Majorité et opposition unies dans la lutte contre les fonds "vautour"

Ahmed Laaouej
Ahmed Laaouej - © JASPER JACOBS - BELGA

La commission des Finances et du Budget de la Chambre a adopté mardi à l'unanimité la proposition de loi visant à lutter contre les fonds "vautour", cosignée par l'ensemble des familles politiques et la N-VA.

Porté par Ahmed Laaouej (PS) et Luk Van Biesen (Open Vld), le texte a dans le collimateur les fonds financiers qui acquièrent les titres de la dette de pays pauvres à des prix inférieurs à leur valeur faciale. Une fois que le pays en question retrouve une certaine solvabilité, ces fonds l'attaquent en justice afin de récupérer l'intégralité du prêt, majoré de pénalités de retard.

En vertu de la future loi, le juge sera amené à déterminer s'il est face à un fonds "vautour". Dans ce cas, celui-ci ne pourra récupérer que le prix initialement payé pour son achat d'obligation, et non sa valeur faciale. Le juge aura par ailleurs la possibilité de refuser l'exécution d'une décision judiciaire rendue à l'étranger.

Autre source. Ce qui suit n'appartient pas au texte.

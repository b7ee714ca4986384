//! In-app notifications for employees and visitors.

mod common;

use axum::http::StatusCode;
use common::{body_json, get_auth, post_auth};
use sqlx::PgPool;
use warehub_core::roles::{PrincipalKind, Role};
use warehub_core::types::DbId;
use warehub_db::models::notification::CreateNotification;
use warehub_db::repositories::NotificationRepo;

async fn notify(pool: &PgPool, kind: PrincipalKind, recipient_id: DbId, title: &str) -> DbId {
    NotificationRepo::create(
        pool,
        &CreateNotification {
            recipient_kind: kind.as_str().to_string(),
            recipient_id,
            title: title.to_string(),
            body: format!("{title} body"),
            entity_type: None,
            entity_id: None,
        },
    )
    .await
    .unwrap()
    .id
}

async fn unread(app: &axum::Router, uri: &str, token: &str) -> i64 {
    let response = get_auth(app.clone(), uri, token).await;
    assert_eq!(response.status(), StatusCode::OK);
    body_json(response).await["data"]["unread"].as_i64().unwrap()
}

#[sqlx::test(migrations = "../db/migrations")]
async fn employee_reads_only_own_notifications(pool: PgPool) {
    let (me, token) = common::employee_with_token(&pool, "director", Role::Director).await;
    let (other, _) = common::employee_with_token(&pool, "manager", Role::Manager).await;

    let first = notify(&pool, PrincipalKind::Employee, me.id, "Write-off filed").await;
    notify(&pool, PrincipalKind::Employee, me.id, "Write-off filed again").await;
    notify(&pool, PrincipalKind::Employee, me.id, "Third write-off").await;
    let foreign = notify(&pool, PrincipalKind::Employee, other.id, "New order").await;
    let app = common::build_test_app(pool);

    let count_uri = "/api/v1/notifications/unread-count";
    assert_eq!(unread(&app, count_uri, &token).await, 3);

    let response = get_auth(app.clone(), "/api/v1/notifications", &token).await;
    assert_eq!(response.status(), StatusCode::OK);
    let json = body_json(response).await;
    assert_eq!(json["data"].as_array().unwrap().len(), 3);

    let response = post_auth(
        app.clone(),
        &format!("/api/v1/notifications/{first}/read"),
        &token,
    )
    .await;
    assert_eq!(response.status(), StatusCode::NO_CONTENT);
    assert_eq!(unread(&app, count_uri, &token).await, 2);

    let response = get_auth(
        app.clone(),
        "/api/v1/notifications?unread_only=true",
        &token,
    )
    .await;
    let json = body_json(response).await;
    let rows = json["data"].as_array().unwrap();
    assert_eq!(rows.len(), 2);
    assert!(rows.iter().all(|n| n["is_read"] == false));

    // Someone else's notification looks missing.
    let response = post_auth(
        app.clone(),
        &format!("/api/v1/notifications/{foreign}/read"),
        &token,
    )
    .await;
    assert_eq!(response.status(), StatusCode::NOT_FOUND);

    let response = post_auth(app.clone(), "/api/v1/notifications/read-all", &token).await;
    assert_eq!(response.status(), StatusCode::OK);
    let json = body_json(response).await;
    assert_eq!(json["data"]["marked"], 2);
    assert_eq!(unread(&app, count_uri, &token).await, 0);
}

#[sqlx::test(migrations = "../db/migrations")]
async fn visitor_and_employee_inboxes_are_separate(pool: PgPool) {
    let (employee, employee_token) =
        common::employee_with_token(&pool, "manager", Role::Manager).await;
    let (app, mailer) = common::build_test_app_with_mailer(pool.clone());
    let (visitor_id, visitor_token) =
        common::register_visitor(&app, &mailer, "buyer@example.com", "client").await;

    let for_visitor =
        notify(&pool, PrincipalKind::Visitor, visitor_id, "Order confirmed").await;
    // Same numeric id, other principal kind.
    notify(&pool, PrincipalKind::Employee, visitor_id, "Not for the visitor").await;
    notify(&pool, PrincipalKind::Employee, employee.id, "New order").await;

    let count_uri = "/api/v1/visitor/notifications/unread-count";
    assert_eq!(unread(&app, count_uri, &visitor_token).await, 1);

    let response = get_auth(app.clone(), "/api/v1/visitor/notifications", &visitor_token).await;
    let json = body_json(response).await;
    let rows = json["data"].as_array().unwrap();
    assert_eq!(rows.len(), 1);
    assert_eq!(rows[0]["title"], "Order confirmed");

    let response = post_auth(
        app.clone(),
        &format!("/api/v1/notifications/{for_visitor}/read"),
        &employee_token,
    )
    .await;
    assert_eq!(response.status(), StatusCode::NOT_FOUND);

    let response = post_auth(
        app.clone(),
        &format!("/api/v1/visitor/notifications/{for_visitor}/read"),
        &visitor_token,
    )
    .await;
    assert_eq!(response.status(), StatusCode::NO_CONTENT);
    assert_eq!(unread(&app, count_uri, &visitor_token).await, 0);

    let response =
        post_auth(app, "/api/v1/visitor/notifications/read-all", &visitor_token).await;
    let json = body_json(response).await;
    assert_eq!(json["data"]["marked"], 0);
}
use std::net::SocketAddr;
use std::sync::Arc;
use std::time::Duration;

use tokio_util::sync::CancellationToken;
use tracing_subscriber::{layer::SubscriberExt, util::SubscriberInitExt};

use warehub_api::bootstrap::{seed_admin, BootstrapAdmin};
use warehub_api::config::ServerConfig;
use warehub_api::background;
use warehub_api::router::build_app_router;
use warehub_api::state::AppState;
use warehub_events::{EmailConfig, EventBus, LogMailer, Mailer, NotificationRouter, SmtpMailer};

#[tokio::main]
async fn main() {
    dotenvy::dotenv().ok();

    // --- Tracing ---
    let filter = tracing_subscriber::EnvFilter::try_from_default_env()
        .unwrap_or_else(|_| "warehub_api=debug,warehub_events=debug,tower_http=debug".into());
    let json_logs = std::env::var("LOG_FORMAT").is_ok_and(|v| v.eq_ignore_ascii_case("json"));
    if json_logs {
        tracing_subscriber::registry()
            .with(filter)
            .with(tracing_subscriber::fmt::layer().json())
            .init();
    } else {
        tracing_subscriber::registry()
            .with(filter)
            .with(tracing_subscriber::fmt::layer())
            .init();
    }

    // --- Configuration ---
    let config = ServerConfig::from_env();
    tracing::info!(host = %config.host, port = %config.port, "Loaded server configuration");

    std::fs::create_dir_all(&config.media_dir).expect("Failed to create MEDIA_DIR");

    // --- Database ---
    let database_url = std::env::var("DATABASE_URL").expect("DATABASE_URL must be set");

    let pool = warehub_db::create_pool(&database_url)
        .await
        .expect("Failed to connect to database");
    tracing::info!("Database connection pool created");

    warehub_db::health_check(&pool)
        .await
        .expect("Database health check failed");
    tracing::info!("Database health check passed");

    warehub_db::run_migrations(&pool)
        .await
        .expect("Failed to run database migrations");
    tracing::info!("Database migrations applied");

    if let Some(admin) = BootstrapAdmin::from_env() {
        match seed_admin(&pool, &admin).await {
            Ok(true) => tracing::info!(login = %admin.login, "Bootstrap administrator created"),
            Ok(false) => tracing::debug!("Employees exist, bootstrap skipped"),
            Err(e) => panic!("Failed to seed bootstrap administrator: {e}"),
        }
    }

    // --- Mail ---
    // Order notifications are only e-mailed through a real SMTP relay.
    let smtp_mailer: Option<Arc<dyn Mailer>> = EmailConfig::from_env().map(|email_config| {
        tracing::info!(host = %email_config.smtp_host, "SMTP mailer configured");
        Arc::new(SmtpMailer::new(email_config)) as Arc<dyn Mailer>
    });
    let mailer = smtp_mailer.clone().unwrap_or_else(|| {
        tracing::warn!("SMTP_HOST not set, verification codes will only be logged");
        Arc::new(LogMailer) as Arc<dyn Mailer>
    });

    // --- Event bus ---
    let event_bus = Arc::new(EventBus::default());
    let notification_router = NotificationRouter::new(pool.clone(), smtp_mailer);
    let router_handle = tokio::spawn(notification_router.run(event_bus.subscribe()));
    tracing::info!("Notification router started");

    // --- Background jobs ---
    let cleanup_cancel = CancellationToken::new();
    let cleanup_handle = (config.cleanup_interval_secs > 0).then(|| {
        tokio::spawn(background::cleanup::run(
            pool.clone(),
            Duration::from_secs(config.cleanup_interval_secs),
            cleanup_cancel.clone(),
        ))
    });

    // --- App state ---
    let state = AppState {
        pool,
        config: Arc::new(config.clone()),
        event_bus: Arc::clone(&event_bus),
        mailer,
    };

    let app = build_app_router(state, &config);

    // --- Start server ---
    let addr = SocketAddr::new(
        config.host.parse().expect("Invalid HOST address"),
        config.port,
    );
    tracing::info!(%addr, "Starting server");

    let listener = tokio::net::TcpListener::bind(addr)
        .await
        .expect("Failed to bind to address");

    axum::serve(listener, app)
        .with_graceful_shutdown(shutdown_signal())
        .await
        .expect("Server error");

    // --- Post-shutdown cleanup ---
    tracing::info!("Server stopped accepting connections, cleaning up");

    cleanup_cancel.cancel();
    if let Some(handle) = cleanup_handle {
        let _ = tokio::time::timeout(Duration::from_secs(5), handle).await;
    }

    // Dropping the last sender closes the channel and stops the router.
    drop(event_bus);
    let _ = tokio::time::timeout(Duration::from_secs(5), router_handle).await;
    tracing::info!("Graceful shutdown complete");
}

/// Wait for SIGINT or SIGTERM.
async fn shutdown_signal() {
    let ctrl_c = async {
        tokio::signal::ctrl_c()
            .await
            .expect("Failed to install Ctrl-C handler");
    };

    #[cfg(unix)]
    let terminate = async {
        tokio::signal::unix::signal(tokio::signal::unix::SignalKind::terminate())
            .expect("Failed to install SIGTERM handler")
            .recv()
            .await;
    };

    #[cfg(not(unix))]
    let terminate = std::future::pending::<()>();

    tokio::select! {
        () = ctrl_c => {
            tracing::info!("Received SIGINT (Ctrl-C), starting graceful shutdown");
        }
        () = terminate => {
            tracing::info!("Received SIGTERM, starting graceful shutdown");
        }
    }
}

Un amendement consolide la qualité juridique du texte en précisant que l'on vise bien les manoeuvres "illégitimes" et non pas l'action classique d'opérateur financiers, sachant que les Etats ont besoin du marché obligataire pour se financer.

"La Belgique donne ici un signal fort: nous souhaitons lancer une véritable dynamique intra-européenne dans l'attente d'une législation internationale", s'est réjoui Ahmed Laaouej alors que la Banque nationale avait dit préférer que la Belgique s'inscrive dans un cadre international. "La Belgique est un petit pays qui montre qu'elle peut être un grand pays", a commenté Luk Van Biesen en soulignant le rôle avant-gardiste de la proposition.

Le ministre des Finances Johan Van Overtveldt a apporté son "soutien total" à la proposition, rappelant qu'à l'échelle internationale, la Belgique n'était pas seule puisque d'autres initiatives avaient été prises. Il s'est réjoui de la consolidation juridique apportée au texte initial qui permettra de ne pas remettre en cause "la réputation de la Belgique en tant que centre financier international".

L'unanimité qui a prévalu lors des travaux au Parlement est particulièrement remarquable alors que les débats sont très clivés lors de cette législature.